The breakthrough came in January 2023, when the sheriff's office and the Yavapai County Medical Examiner referred the case to Ramapo College's Genetic Genealogy Center. The sheriff's office said in a statement that the university has cooperated with local authorities expressing its willingness to address the matter.

“Because (genetic genealogy) uses a different type of DNA testing than what law enforcement typically performs, the material from the previous DNA test had to be sent to a second laboratory,” said Kyrenn Binder, assistant principal of Ramapo College.

The material was sent to a crime lab in Salt Lake City, Utah, where it underwent advanced DNA genotyping, Binder said. From there, a profile was developed and submitted to two genealogy databases.

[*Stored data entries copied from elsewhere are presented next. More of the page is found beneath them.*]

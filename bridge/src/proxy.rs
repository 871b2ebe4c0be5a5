use std::sync::Arc;

use thermostat_common::{Attribute, BridgeStatus, DisplayUnits, TargetRange, ThermostatMode};
use tokio::task::JoinHandle;
use tracing::debug;

use crate::{
    attribute::{acknowledge, Ack, RefreshOutcome, SyncedAttribute, WriteOutcome},
    cache::StateCache,
    client::DeviceTransport,
    error::{Error, Result},
    notify::{Change, ChangeNotifier},
};

/// The thermostat surface handed to the accessory layer: three
/// device-backed attributes, a derived mode and local display units.
#[derive(Clone)]
pub struct DeviceProxy {
    name: String,
    cache: Arc<StateCache>,
    notifier: Arc<dyn ChangeNotifier>,
    target_range: TargetRange,
    current_temperature: SyncedAttribute,
    target_temperature: SyncedAttribute,
    current_humidity: SyncedAttribute,
}

impl DeviceProxy {
    pub fn new(
        name: impl Into<String>,
        transport: Arc<dyn DeviceTransport>,
        notifier: Arc<dyn ChangeNotifier>,
        target_range: TargetRange,
        display_units: DisplayUnits,
    ) -> Self {
        let cache = Arc::new(StateCache::new(display_units));
        let synced = |attribute| {
            SyncedAttribute::new(
                attribute,
                Arc::clone(&cache),
                Arc::clone(&transport),
                Arc::clone(&notifier),
            )
        };

        Self {
            name: name.into(),
            current_temperature: synced(Attribute::CurrentTemperature),
            target_temperature: synced(Attribute::TargetTemperature),
            current_humidity: synced(Attribute::CurrentHumidity),
            cache,
            notifier,
            target_range,
        }
    }

    pub fn name(&self) -> &str {
        &self.name
    }

    pub fn target_range(&self) -> TargetRange {
        self.target_range
    }

    pub fn attribute(&self, attribute: Attribute) -> &SyncedAttribute {
        match attribute {
            Attribute::CurrentTemperature => &self.current_temperature,
            Attribute::TargetTemperature => &self.target_temperature,
            Attribute::CurrentHumidity => &self.current_humidity,
        }
    }

    pub fn get_target_temperature(&self, ack: Ack<f64>) -> JoinHandle<RefreshOutcome> {
        self.target_temperature.get(ack)
    }

    /// A value outside the target range is answered with the unchanged cached
    /// target and reported as `TargetOutOfRange`. Nothing is sent to the device.
    pub fn set_target_temperature(
        &self,
        value: f64,
        ack: Ack<f64>,
    ) -> Result<JoinHandle<WriteOutcome>> {
        if !self.target_range.contains(value) {
            acknowledge(
                ack,
                self.target_temperature.cached(),
                Attribute::TargetTemperature.as_str(),
            );
            return Err(Error::TargetOutOfRange {
                value,
                min: self.target_range.min,
                max: self.target_range.max,
            });
        }
        self.target_temperature.set(value, ack)
    }

    /// Mode is re-derived and pushed once the refresh settles, whatever its
    /// outcome and whether or not the temperature moved.
    pub fn get_current_temperature(&self, ack: Ack<f64>) -> JoinHandle<RefreshOutcome> {
        acknowledge(
            ack,
            self.current_temperature.cached(),
            Attribute::CurrentTemperature.as_str(),
        );

        let this = self.clone();
        tokio::spawn(async move {
            let outcome = this.current_temperature.refresh().await;
            let mode = this.mode();
            debug!(mode = mode.as_str(), "pushing derived mode");
            this.notifier.notify(Change::Mode(mode));
            outcome
        })
    }

    pub fn get_current_humidity(&self, ack: Ack<f64>) -> JoinHandle<RefreshOutcome> {
        self.current_humidity.get(ack)
    }

    pub fn get_mode(&self, ack: Ack<ThermostatMode>) {
        acknowledge(ack, self.mode(), "mode");
    }

    pub fn mode(&self) -> ThermostatMode {
        ThermostatMode::derive(
            self.cache.read(Attribute::TargetTemperature),
            self.cache.read(Attribute::CurrentTemperature),
        )
    }

    pub fn get_display_units(&self, ack: Ack<DisplayUnits>) {
        let units = self.cache.display_units();
        debug!(units = units.as_str(), "responding with display units");
        acknowledge(ack, units, "displayUnits");
    }

    pub fn set_display_units(&self, units: DisplayUnits, ack: Ack<DisplayUnits>) {
        self.cache.set_display_units(units);
        debug!(units = units.as_str(), "set display units");
        acknowledge(ack, units, "displayUnits");
    }

    /// Cached view of every value. Never touches the device.
    pub fn status(&self) -> BridgeStatus {
        BridgeStatus {
            name: self.name.clone(),
            current_temp: self.cache.read(Attribute::CurrentTemperature),
            target_temp: self.cache.read(Attribute::TargetTemperature),
            current_humidity: self.cache.read(Attribute::CurrentHumidity),
            mode: self.mode().as_str(),
            display_units: self.cache.display_units().as_str(),
            target_range: self.target_range,
        }
    }
}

“It was truly extraordinary”

Last July, Ramapo College students concluded that the jaw fragment may be the remains of a U.S. Marine Corps captain who died during a military exercise in July 1951.

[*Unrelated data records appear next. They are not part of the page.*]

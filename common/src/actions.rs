use std::collections::BTreeMap;

use serde::{Deserialize, Serialize};
use serde_json::{Map, Value};

pub const ACTION_GET_CURRENT_TEMPERATURE: &str = "getCurrentTemperature";
pub const ACTION_GET_REQUIRED_TEMPERATURE: &str = "getRequiredTemperature";
pub const ACTION_GET_CURRENT_HUMIDITY: &str = "getCurrentHumidity";
pub const ACTION_SET_REQUIRED_TEMPERATURE: &str = "setRequiredTemperature";

pub const ACTION_GET_THERMOSTAT_STATE: &str = "getThermostatState";
pub const ACTION_GET_TEMPERATURE_OFFSET: &str = "getTemperatureOffset";
pub const ACTION_GET_LAST_UPDATE: &str = "getLastUpdate";
pub const ACTION_SET_TEMPERATURE_OFFSET: &str = "setTemperatureOffset";

pub const STATUS_SUCCESS: &str = "success";
pub const STATUS_ERROR: &str = "error";

/// One entry of the `actions` array: a bare action name for reads, or a
/// single-key object pairing the action name with its value for writes.
#[derive(Debug, Clone, PartialEq, Serialize, Deserialize)]
#[serde(untagged)]
pub enum ActionEntry {
    Get(String),
    Set(BTreeMap<String, Value>),
}

impl ActionEntry {
    pub fn get(action: &str) -> Self {
        Self::Get(action.to_string())
    }

    pub fn set(action: &str, value: impl Into<Value>) -> Self {
        Self::Set(BTreeMap::from([(action.to_string(), value.into())]))
    }
}

#[derive(Debug, Clone, PartialEq, Serialize, Deserialize)]
pub struct ActionRequest {
    pub actions: Vec<ActionEntry>,
}

impl ActionRequest {
    pub fn fetch(action: &str) -> Self {
        Self {
            actions: vec![ActionEntry::get(action)],
        }
    }

    pub fn push(action: &str, value: f64) -> Self {
        Self {
            actions: vec![ActionEntry::set(action, value)],
        }
    }
}

#[derive(Debug, Clone, Default, PartialEq, Serialize, Deserialize)]
pub struct ActionResponse {
    #[serde(default)]
    pub data: Map<String, Value>,
    #[serde(default, skip_serializing_if = "Option::is_none")]
    pub status: Option<String>,
    #[serde(default, skip_serializing_if = "Option::is_none")]
    pub error: Option<String>,
}

impl ActionResponse {
    /// Numeric value reported under `action`, if the device sent one.
    pub fn number(&self, action: &str) -> Option<f64> {
        self.data.get(action).and_then(Value::as_f64)
    }
}

/// Pulls `data.<action>` out of a raw response body. Anything that is not a
/// JSON object carrying a number under that key reads as "nothing new".
/// Other top-level fields are ignored whatever their shape.
pub fn extract_number(body: &[u8], action: &str) -> Option<f64> {
    serde_json::from_slice::<Value>(body)
        .ok()
        .and_then(|response| response.get("data")?.get(action)?.as_f64())
}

– It was really unusual, because usually when we solve a case, we are looking for a missing person who we cannot find in any files – said Binder. He admitted that when students mentioned the captain's name, when the circumstances of his death were already known and his military funeral was documented in public records, it was “confusing” for both university staff and students themselves.

The university reported its findings to the Yavapai County Sheriff's Office, which contacted Yager's daughter to confirm the DNA relationship. At the end of March, a DNA sample test gave a positive result.

It is not yet clear how the jaw fragment ended up in Arizona. According to Ramapo College, it is possible that it was carried by a bird from California.